Super Smash Bros. Ultimate
What more can I say beyond my review for Ultimate? This is a game that achieves everything it sets out to do. While I was discussing the game with Yahtzee Croshaw the week it released, he told me that he didn’t see the value of Super Smash Bros. to the broader culture of video games and that a bunch of references to other work doesn’t bring the characters or games referenced forward in a meaningful way. What amazes me about Super Smash Bros. Ultimate is the lengths it goes to recontextualize almost half a century of Japanese video game design as a singular canon. Everything from Nintendo’s earliest Pong clone consoles to Arms is envisioned as one vast ecosystem. Every game, no matter how obscure, is influencing and responding to the others. It’s easy to miss the forest for the trees beneath Ultimate’s barrage of color, light, and fan service, but there’s a vision there. A hell of a vision.
I recently participated in the making of a documentary by Sun & Flesh guitarist Matt Brewster that asked the question: can you find your favorite album when you’re an adult? The idea intrigued me immediately because it’s not restricted to music, but all art. Our formative experiences with creation — what George Carlin called “the virgin high” — are so potent that they can color every single one that comes after it. The documentarian and, from what I understand, most of the interviewees concluded that unfortunately we might be locked into those virgin highs, that even our new loves are inextricably linked to first loves that can never be superceded. I disagreed, even though I couldn’t point to something new that sat amongst my own established soul art canon. But then I played Hollow Knight. It is one of my favorite games ever made and I still can’t believe it’s Team Cherry’s first game.

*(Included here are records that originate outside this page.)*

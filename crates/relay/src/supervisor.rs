//! Inaktivitaets-Waechter – raeumt verwaiste CallSessions ab
//!
//! Ein Task fuer den ganzen Prozess. In festem Intervall wird ein
//! Schnappschuss aller StreamIds genommen und jede Session entfernt deren
//! Inaktivitaet den Timeout ueberschreitet. Verschwindet eine StreamId
//! zwischen Schnappschuss und Eviction, ist das bereits erledigte Arbeit –
//! kein Fehler.

use std::time::{Duration, Instant};

use tokio::task::JoinHandle;
use tracing::{debug, info};

use crate::registry::SessionRegistry;

/// Standard-Pruefintervall des Waechters
pub const PRUEF_INTERVALL: Duration = Duration::from_secs(30);

/// Standard-Timeout: Sessions ohne Frame seit dieser Dauer gelten als tot
pub const INAKTIVITAETS_TIMEOUT: Duration = Duration::from_secs(60);

/// Periodischer Aufraeum-Task fuer inaktive Sessions
pub struct InaktivitaetsWaechter {
    registry: SessionRegistry,
    pruef_intervall: Duration,
    timeout: Duration,
}

impl InaktivitaetsWaechter {
    /// Erstellt den Waechter mit explizitem Intervall und Timeout
    pub fn neu(registry: SessionRegistry, pruef_intervall: Duration, timeout: Duration) -> Self {
        Self {
            registry,
            pruef_intervall,
            timeout,
        }
    }

    /// Startet die periodische Sweep-Schleife
    pub fn starten(self) -> JoinHandle<()> {
        tokio::spawn(async move {
            let mut intervall = tokio::time::interval(self.pruef_intervall);
            intervall.set_missed_tick_behavior(tokio::time::MissedTickBehavior::Skip);
            loop {
                intervall.tick().await;
                self.durchlauf(Instant::now()).await;
            }
        })
    }

    /// Ein einzelner Sweep, gemessen an `jetzt` (testbar mit synthetischer Uhr)
    ///
    /// Gibt die Anzahl der entfernten Sessions zurueck.
    pub async fn durchlauf(&self, jetzt: Instant) -> usize {
        let faellig = self.registry.abgelaufene(jetzt, self.timeout);
        if faellig.is_empty() {
            return 0;
        }

        let mut entfernt = 0usize;
        for stream_id in faellig {
            if self.registry.entfernen(&stream_id).await {
                info!(
                    stream_id = %stream_id,
                    timeout_sek = self.timeout.as_secs(),
                    "Inaktive Session entfernt"
                );
                entfernt += 1;
            } else {
                // Zwischen Schnappschuss und Eviction verschwunden
                debug!(stream_id = %stream_id, "Session bereits anderweitig entfernt");
            }
        }
        entfernt
    }
}
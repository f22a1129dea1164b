//! Server-Konfiguration
//!
//! Wird beim Start aus einer TOML-Datei geladen. Alle Felder haben
//! sinnvolle Standardwerte, sodass der Server ohne Konfigurationsdatei
//! lauffaehig ist.

use serde::{Deserialize, Serialize};
use std::time::Duration;
use vermittler_ki::KiConfig;

/// Vollstaendige Server-Konfiguration
#[derive(Debug, Clone, Serialize, Deserialize)]
#[serde(default)]
#[derive(Default)]
pub struct VermittlerConfig {
    /// Allgemeine Server-Einstellungen
    pub server: ServerEinstellungen,
    /// Netzwerk-Einstellungen
    pub netzwerk: NetzwerkEinstellungen,
    /// Telefonie-Provider (Media-Format und Control-Plane)
    pub telefonie: TelefonieEinstellungen,
    /// KI-Live-Session
    pub ki: KiConfig,
    /// Relay-Verhalten (Polling, Timeouts, Fallback)
    pub relay: RelayEinstellungen,
    /// Logging-Einstellungen
    pub logging: LoggingEinstellungen,
}

/// Allgemeine Server-Einstellungen
#[derive(Debug, Clone, Serialize, Deserialize)]
#[serde(default)]
pub struct ServerEinstellungen {
    /// Anzeigename des Servers
    pub name: String,
    /// Maximale Anzahl gleichzeitiger Anrufe
    pub max_anrufe: u32,
}

impl Default for ServerEinstellungen {
    fn default() -> Self {
        Self {
            name: "Vermittler Relay".into(),
            max_anrufe: 256,
        }
    }
}

/// Netzwerk-Einstellungen
#[derive(Debug, Clone, Serialize, Deserialize)]
#[serde(default)]
pub struct NetzwerkEinstellungen {
    /// Bind-Adresse fuer den Telefonie-WebSocket-Listener
    pub bind_adresse: String,
    /// Port fuer den Telefonie-WebSocket-Listener
    pub ws_port: u16,
}

impl Default for NetzwerkEinstellungen {
    fn default() -> Self {
        Self {
            bind_adresse: "0.0.0.0".into(),
            ws_port: 8765,
        }
    }
}

/// Telefonie-Provider-Einstellungen
#[derive(Debug, Clone, Serialize, Deserialize)]
#[serde(default)]
pub struct TelefonieEinstellungen {
    /// Basis-URL der REST-Control-Plane
    pub control_url: String,
    /// API-Schluessel der Control-Plane
    pub api_key: String,
    /// Beim Call-Answer verhandelte Abtastrate der Media-Strecke
    pub sample_rate_hz: u32,
    /// Stimme fuer die serverseitige Fallback-Ansage
    pub stimme: String,
    /// Sprache der Fallback-Ansage
    pub sprache: String,
}

impl Default for TelefonieEinstellungen {
    fn default() -> Self {
        Self {
            control_url: "https://api.telefonie.example/v2".into(),
            api_key: String::new(),
            sample_rate_hz: 16_000,
            stimme: "female".into(),
            sprache: "de-DE".into(),
        }
    }
}

/// Relay-Einstellungen (eine kanonische Komponente, per Konfiguration
/// parametrisiert statt pro Deployment-Ziel dupliziert)
#[derive(Debug, Clone, Serialize, Deserialize)]
#[serde(default)]
pub struct RelayEinstellungen {
    /// Schlafintervall des Forwarders wenn kein KI-Audio ansteht (ms)
    pub poll_intervall_ms: u64,
    /// Pruefintervall des Inaktivitaets-Waechters (Sekunden)
    pub pruef_intervall_sek: u64,
    /// Inaktivitaets-Timeout fuer Eviction (Sekunden)
    pub inaktivitaets_timeout_sek: u64,
    /// Reconnect-Budget der Fallback-Policy
    pub max_reconnect_versuche: u32,
    /// Basis des exponentiellen Backoffs (ms)
    pub backoff_basis_ms: u64,
    /// Einmalige Ansage im dauerhaften Fallback
    pub fallback_text: String,
}

impl Default for RelayEinstellungen {
    fn default() -> Self {
        Self {
            poll_intervall_ms: 20,
            pruef_intervall_sek: 30,
            inaktivitaets_timeout_sek: 60,
            max_reconnect_versuche: 2,
            backoff_basis_ms: 500,
            fallback_text: "Entschuldigung, unser Sprachassistent ist gerade nicht erreichbar. \
                            Wir rufen Sie schnellstmoeglich zurueck."
                .into(),
        }
    }
}

/// Logging-Einstellungen
#[derive(Debug, Clone, Serialize, Deserialize)]
#[serde(default)]
pub struct LoggingEinstellungen {
    /// Log-Level: "trace", "debug", "info", "warn", "error"
    pub level: String,
    /// Format: "json" oder "text"
    pub format: String,
}

impl Default for LoggingEinstellungen {
    fn default() -> Self {
        Self {
            level: "info".into(),
            format: "text".into(),
        }
    }
}

impl VermittlerConfig {
    /// Laedt die Konfiguration aus einer TOML-Datei.
    /// Gibt die Standardkonfiguration zurueck wenn die Datei nicht existiert.
    pub fn laden(pfad: &str) -> anyhow::Result<Self> {
        match std::fs::read_to_string(pfad) {
            Ok(inhalt) => {
                let config: Self = toml::from_str(&inhalt)
                    .map_err(|e| anyhow::anyhow!("Konfigurationsfehler in '{pfad}': {e}"))?;
                Ok(config)
            }
            Err(e) if e.kind() == std::io::ErrorKind::NotFound => {
                tracing::warn!(
                    pfad = pfad,
                    "Konfigurationsdatei nicht gefunden, verwende Standardwerte"
                );
                Ok(Self::default())
            }
            Err(e) => Err(anyhow::anyhow!(
                "Konfigurationsdatei '{pfad}' nicht lesbar: {e}"
            )),
        }
    }

    /// Gibt die vollstaendige Bind-Adresse fuer den WebSocket-Listener zurueck
    pub fn ws_bind_adresse(&self) -> String {
        format!("{}:{}", self.netzwerk.bind_adresse, self.netzwerk.ws_port)
    }

    /// Poll-Intervall des Forwarders als Duration
    pub fn poll_intervall(&self) -> Duration {
        Duration::from_millis(self.relay.poll_intervall_ms)
    }

    /// Pruefintervall des Waechters als Duration
    pub fn pruef_intervall(&self) -> Duration {
        Duration::from_secs(self.relay.pruef_intervall_sek)
    }

    /// Inaktivitaets-Timeout als Duration
    pub fn inaktivitaets_timeout(&self) -> Duration {
        Duration::from_secs(self.relay.inaktivitaets_timeout_sek)
    }
}
//! KontextProvider – Anrufer-Kontext aus externer Persistenz
//!
//! Der Property/Reservierungs-Lookup ist ein externer Kollaborator und wird
//! als Trait injiziert statt ad hoc nachgeschlagen. Ein fehlgeschlagener
//! Lookup degradiert zum leeren Kontext – der Anruf laeuft immer weiter.

use async_trait::async_trait;
use tracing::warn;
use vermittler_core::{AnruferKontext, Result};

/// Loest die Rufnummer eines Anrufers zu seinem Gespraechskontext auf
#[async_trait]
pub trait KontextProvider: Send + Sync {
    /// Liefert Prompt-Kontext, Property-Kennung und Gastname zum Anrufer
    async fn kontext_fuer_anrufer(&self, telefonnummer: &str) -> Result<AnruferKontext>;
}

/// Kontext-Lookup mit Degradierung: Fehler ergeben den leeren Kontext
///
/// Zentrale Stelle fuer die Fehlerbehandlung aus §Kontext der Taxonomie,
/// damit die Pumpe nicht an jedem Aufrufort dieselbe Entscheidung trifft.
pub async fn kontext_nachschlagen(
    provider: &dyn KontextProvider,
    telefonnummer: Option<&str>,
) -> AnruferKontext {
    let Some(nummer) = telefonnummer else {
        return AnruferKontext::default();
    };
    match provider.kontext_fuer_anrufer(nummer).await {
        Ok(kontext) => kontext,
        Err(e) => {
            warn!(
                fehler = %e,
                "Kontext-Lookup fehlgeschlagen – Anruf laeuft mit leerem Kontext"
            );
            AnruferKontext::default()
        }
    }
}

/// Statischer Provider: liefert fuer jede Nummer denselben Kontext
///
/// Dient als Standard-Implementierung des Servers solange keine echte
/// Persistenz angebunden ist, und als Baustein fuer Tests.
#[derive(Debug, Clone, Default)]
pub struct StatischerKontextProvider {
    kontext: AnruferKontext,
}

impl StatischerKontextProvider {
    /// Provider mit festem Kontext
    pub fn neu(kontext: AnruferKontext) -> Self {
        Self { kontext }
    }
}

#[async_trait]
impl KontextProvider for StatischerKontextProvider {
    async fn kontext_fuer_anrufer(&self, _telefonnummer: &str) -> Result<AnruferKontext> {
        Ok(self.kontext.clone())
    }
}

Hollow Knight tweaks my most vulnerable centers. The melancholic but resolved atmosphere; playful drift between grotesque horror and lovable silliness; sense of an obscured history that can never really be understood; and a deep world to designed to lure you ever forward without ever explicitly telling you where to go. It’s got it all. Those features are present in old favorites, especially the Castelvania and Metroid games that Hollow Knight echoes. But Team Cherry’s game is so much broader and so much more convincingly organic that it eclipses its inspirations almost entirely. This is not just a game; it’s a place. And I still can’t believe I got to go there.
Don’t come at me with other games or the fact that Hollow Knight was, technically, released in 2017. That original release was patched, buttoned up, and smoothed out with additional content before it hit Nintendo Switch in the middle of 2018, the platform it feels most suited for. This is the game.